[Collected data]
▼▼▼

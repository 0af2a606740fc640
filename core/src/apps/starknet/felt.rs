// Copyright (c) 2022-2023 The MobileCoin Foundation

//! Field elements of the Starknet prime field (p = 2^251 + 17·2^192 + 1).
//!
//! A felt is stored as 4×64-bit little-endian limbs; the canonical
//! big-endian 32-byte representation converts to and from limbs via four
//! chunked 8-byte reads. Arithmetic reduces through [`num_bigint`].

use byteorder::{BigEndian, ByteOrder};
use lazy_static::lazy_static;
use num_bigint::BigUint;

/// Canonical encoded size
pub const FELT_SIZE: usize = 32;

lazy_static! {
    /// Field modulus, 2^251 + 17·2^192 + 1
    pub static ref FIELD_PRIME: BigUint = BigUint::parse_bytes(
        b"0800000000000011000000000000000000000000000000000000000000000001",
        16
    )
    .expect("field prime constant");
}

/// One element of the Starknet field, 4×u64 little-endian limbs
#[derive(Copy, Clone, PartialEq, Eq, Debug, Default)]
pub struct Felt(pub [u64; 4]);

impl Felt {
    pub const ZERO: Felt = Felt([0; 4]);
    pub const ONE: Felt = Felt([1, 0, 0, 0]);

    pub fn from_u64(value: u64) -> Felt {
        Felt([value, 0, 0, 0])
    }

    /// Big-endian bytes (at most 32, left-padded) to felt
    pub fn from_be_bytes(bytes: &[u8]) -> Felt {
        let mut buf = [0u8; FELT_SIZE];
        let n = bytes.len().min(FELT_SIZE);
        buf[FELT_SIZE - n..].copy_from_slice(&bytes[bytes.len() - n..]);

        let mut limbs = [0u64; 4];
        for i in 0..4 {
            limbs[3 - i] = BigEndian::read_u64(&buf[i * 8..i * 8 + 8]);
        }
        Felt(limbs)
    }

    /// Felt to canonical big-endian 32 bytes
    pub fn to_be_bytes(&self) -> [u8; FELT_SIZE] {
        let mut out = [0u8; FELT_SIZE];
        for i in 0..4 {
            BigEndian::write_u64(&mut out[i * 8..i * 8 + 8], self.0[3 - i]);
        }
        out
    }

    pub fn is_zero(&self) -> bool {
        self.0 == [0; 4]
    }

    pub(crate) fn to_biguint(self) -> BigUint {
        BigUint::from_bytes_be(&self.to_be_bytes())
    }

    /// Reduce an arbitrary-width value into the field
    pub(crate) fn from_biguint_reduced(value: BigUint) -> Felt {
        let reduced = value % &*FIELD_PRIME;
        let bytes = reduced.to_bytes_be();
        Felt::from_be_bytes(&bytes)
    }

    /// Modular addition
    pub fn add(&self, rhs: &Felt) -> Felt {
        Felt::from_biguint_reduced(self.to_biguint() + rhs.to_biguint())
    }

    /// Modular subtraction
    pub fn sub(&self, rhs: &Felt) -> Felt {
        let p = &*FIELD_PRIME;
        Felt::from_biguint_reduced(self.to_biguint() + p - rhs.to_biguint() % p)
    }

    /// Modular multiplication
    pub fn mul(&self, rhs: &Felt) -> Felt {
        Felt::from_biguint_reduced(self.to_biguint() * rhs.to_biguint())
    }
}

#[cfg(test)]
mod test {
    use super::*;

    #[test]
    fn byte_round_trip() {
        let mut bytes = [0u8; 32];
        for (i, b) in bytes.iter_mut().enumerate() {
            *b = i as u8;
        }
        // keep below the modulus
        bytes[0] = 0x01;

        let f = Felt::from_be_bytes(&bytes);
        assert_eq!(f.to_be_bytes(), bytes);
    }

    #[test]
    fn short_input_left_pads() {
        let f = Felt::from_be_bytes(&[0xab, 0xcd]);
        assert_eq!(f.0, [0xabcd, 0, 0, 0]);
        let mut expected = [0u8; 32];
        expected[30] = 0xab;
        expected[31] = 0xcd;
        assert_eq!(f.to_be_bytes(), expected);
    }

    #[test]
    fn limb_order_little_endian() {
        // value 2^64 occupies the second limb
        let mut bytes = [0u8; 32];
        bytes[23] = 1;
        let f = Felt::from_be_bytes(&bytes);
        assert_eq!(f.0, [0, 1, 0, 0]);
    }

    #[test]
    fn arithmetic_mod_p() {
        let one = Felt::ONE;
        let two = one.add(&one);
        assert_eq!(two.0, [2, 0, 0, 0]);

        // p - 1 + 2 wraps to 1
        let p_minus_1 = Felt::from_biguint_reduced(&*FIELD_PRIME - 1u32);
        assert_eq!(p_minus_1.add(&two), one);

        // 0 - 1 = p - 1
        assert_eq!(Felt::ZERO.sub(&one), p_minus_1);

        // multiplication reduces
        let big = Felt::from_biguint_reduced(&*FIELD_PRIME - 2u32);
        let sq = big.mul(&big);
        // (p-2)^2 = p^2 - 4p + 4 ≡ 4 (mod p)
        assert_eq!(sq.0, [4, 0, 0, 0]);
    }

    #[test]
    fn reduction_of_oversized_values() {
        let v = &*FIELD_PRIME + 7u32;
        assert_eq!(Felt::from_biguint_reduced(v).0, [7, 0, 0, 0]);
    }
}
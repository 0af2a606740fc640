// Copyright (c) 2022-2023 The MobileCoin Foundation

//! End-to-end Starknet engine walks.

mod common;

use common::{TestDriver, WALLET_ID};

use vault_apps_core::apps::exchange::ExchangeContext;
use vault_apps_core::apps::starknet::{
    curve, hash, keys, State, StarknetEngine, StarknetEvent,
};
use vault_apps_core::error::Error;
use vault_apps_core::proto::starknet::{
    DeployAccountTxn, InvokeTxn, ResourceBound, ResourceBounds, SignTxnInitiate,
    SignTxnRequest, SignTxnResponse, StarknetRequest, StarknetResponse, UnsignedTxn,
};

fn sign_path() -> Vec<u32> {
    vec![
        keys::PURPOSE_INDEX,
        keys::LAYER_INDEX,
        keys::APPLICATION_INDEX,
        keys::ETH_1_INDEX,
        keys::ETH_2_INDEX,
        0,
    ]
}

fn sample_bounds() -> ResourceBounds {
    ResourceBounds {
        level_1: ResourceBound {
            max_amount: vec![0x00, 0x20],
            max_price_per_unit: vec![0x01, 0x00, 0x00],
        },
        level_2: ResourceBound {
            max_amount: vec![],
            max_price_per_unit: vec![],
        },
    }
}

fn sample_invoke() -> InvokeTxn {
    InvokeTxn {
        sender_address: [0x05; 32],
        version: 3,
        chain_id: b"SN_MAIN".to_vec(),
        nonce: vec![0x17],
        tip: 0,
        resource_bounds: sample_bounds(),
        nonce_data_availability_mode: 0,
        fee_data_availability_mode: 0,
        calldata: vec![
            vec![0x01],
            vec![0x02],
            vec![0x03],
            vec![0x00],
            vec![0xaa; 32],
            vec![0x10],
        ],
    }
}

fn run_sign_flow(
    engine: &mut StarknetEngine<TestDriver>,
    exchange: &mut ExchangeContext,
    txn: UnsignedTxn,
) -> Result<[u8; 64], Error> {
    let init = SignTxnInitiate {
        wallet_id: WALLET_ID,
        derivation_path: sign_path(),
    };
    engine.update(
        StarknetEvent::Host(StarknetRequest::SignTxn(SignTxnRequest::Initiate(init))),
        exchange,
    )?;
    engine.update(StarknetEvent::Approve, exchange)?;

    let out = engine.update(
        StarknetEvent::Host(StarknetRequest::SignTxn(SignTxnRequest::Txn(txn))),
        exchange,
    )?;
    assert_eq!(
        out.response,
        Some(StarknetResponse::SignTxn(SignTxnResponse::UnsignedTxnAccepted))
    );

    while matches!(engine.state(), State::SignVerify(_)) {
        engine.update(StarknetEvent::Approve, exchange)?;
    }
    assert_eq!(engine.state(), State::SignAwaitSignature);

    let out = engine.update(
        StarknetEvent::Host(StarknetRequest::SignTxn(SignTxnRequest::Signature)),
        exchange,
    )?;
    match out.response {
        Some(StarknetResponse::SignTxn(SignTxnResponse::Signature(sig))) => Ok(sig),
        r => panic!("unexpected response: {r:?}"),
    }
}

#[test]
fn sign_invoke_end_to_end() {
    let drv = TestDriver::new();
    let seed = drv.seed();
    let mut engine = StarknetEngine::new(drv);
    let mut exchange = ExchangeContext::new();

    let txn = sample_invoke();
    let expected_hash = hash::invoke_txn_hash(&txn).to_be_bytes();

    let signature = run_sign_flow(&mut engine, &mut exchange, UnsignedTxn::Invoke(txn)).unwrap();
    assert_eq!(engine.state(), State::Complete);

    // verify against the independently derived public point
    let (private, _public) = keys::derive_key_from_seed(&seed, &sign_path()).unwrap();
    let point = curve::public_point(&private);
    assert!(curve::verify_digest(&point, &expected_hash, &signature));
}

#[test]
fn sign_deploy_account_end_to_end() {
    let drv = TestDriver::new();
    let seed = drv.seed();
    let mut engine = StarknetEngine::new(drv);
    let mut exchange = ExchangeContext::new();

    let txn = DeployAccountTxn {
        contract_address: [0x09; 32],
        class_hash: [0x01; 32],
        salt: [0x02; 32],
        version: 3,
        chain_id: b"SN_MAIN".to_vec(),
        nonce: vec![0x00],
        tip: 0,
        resource_bounds: sample_bounds(),
        nonce_data_availability_mode: 0,
        fee_data_availability_mode: 0,
        constructor_call_data: vec![vec![0x01], vec![0x02]],
    };
    let expected_hash = hash::deploy_account_txn_hash(&txn).to_be_bytes();

    let signature =
        run_sign_flow(&mut engine, &mut exchange, UnsignedTxn::DeployAccount(txn)).unwrap();

    let (private, _public) = keys::derive_key_from_seed(&seed, &sign_path()).unwrap();
    let point = curve::public_point(&private);
    assert!(curve::verify_digest(&point, &expected_hash, &signature));
}

#[test]
fn get_public_keys_returns_ground_key() {
    let drv = TestDriver::new();
    let seed = drv.seed();
    let mut engine = StarknetEngine::new(drv);
    let mut exchange = ExchangeContext::new();

    let init = vault_apps_core::proto::GetPublicKeysInitiate {
        wallet_id: WALLET_ID,
        derivation_paths: vec![sign_path()],
    };
    engine
        .update(
            StarknetEvent::Host(StarknetRequest::GetPublicKeys(init)),
            &mut exchange,
        )
        .expect("initiate");
    let out = engine
        .update(StarknetEvent::Approve, &mut exchange)
        .expect("approve");

    let keys_out = match out.response {
        Some(StarknetResponse::PublicKeys(keys)) => keys,
        r => panic!("unexpected response: {r:?}"),
    };

    let (_private, public) = keys::derive_key_from_seed(&seed, &sign_path()).unwrap();
    assert_eq!(keys_out[0], public);
}

#[test]
fn malformed_invoke_calldata_aborts() {
    let mut engine = StarknetEngine::new(TestDriver::new());
    let mut exchange = ExchangeContext::new();

    let mut txn = sample_invoke();
    txn.calldata.truncate(2);

    let r = run_sign_flow(&mut engine, &mut exchange, UnsignedTxn::Invoke(txn));
    assert!(matches!(r, Err(Error::InvalidTxn(_))));
    assert_eq!(engine.state(), State::Failed);
}

#[test]
fn signature_request_before_txn_is_protocol_error() {
    let mut engine = StarknetEngine::new(TestDriver::new());
    let mut exchange = ExchangeContext::new();

    let init = SignTxnInitiate {
        wallet_id: WALLET_ID,
        derivation_path: sign_path(),
    };
    engine
        .update(
            StarknetEvent::Host(StarknetRequest::SignTxn(SignTxnRequest::Initiate(init))),
            &mut exchange,
        )
        .unwrap();
    engine.update(StarknetEvent::Approve, &mut exchange).unwrap();

    let r = engine.update(
        StarknetEvent::Host(StarknetRequest::SignTxn(SignTxnRequest::Signature)),
        &mut exchange,
    );
    assert_eq!(r, Err(Error::UnexpectedRequest));
    assert_eq!(engine.state(), State::Failed);
}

▲▲▲

DESCRIPTION OF THE TASK: Copy every line of the records above, starting with the first, up to and including the line containing "chunked 8-byte reads.".

RESULT OF THIS TASK:
repository 0af2a606740fc640
filename core/src/apps/starknet/felt.rs
// Copyright (c) 2022-2023 The MobileCoin Foundation

//! Field elements of the Starknet prime field (p = 2^251 + 17·2^192 + 1).
//!
//! A felt is stored as 4×64-bit little-endian limbs; the canonical
//! big-endian 32-byte representation converts to and from limbs via four
//! chunked 8-byte reads. Arithmetic reduces through [`num_bigint`].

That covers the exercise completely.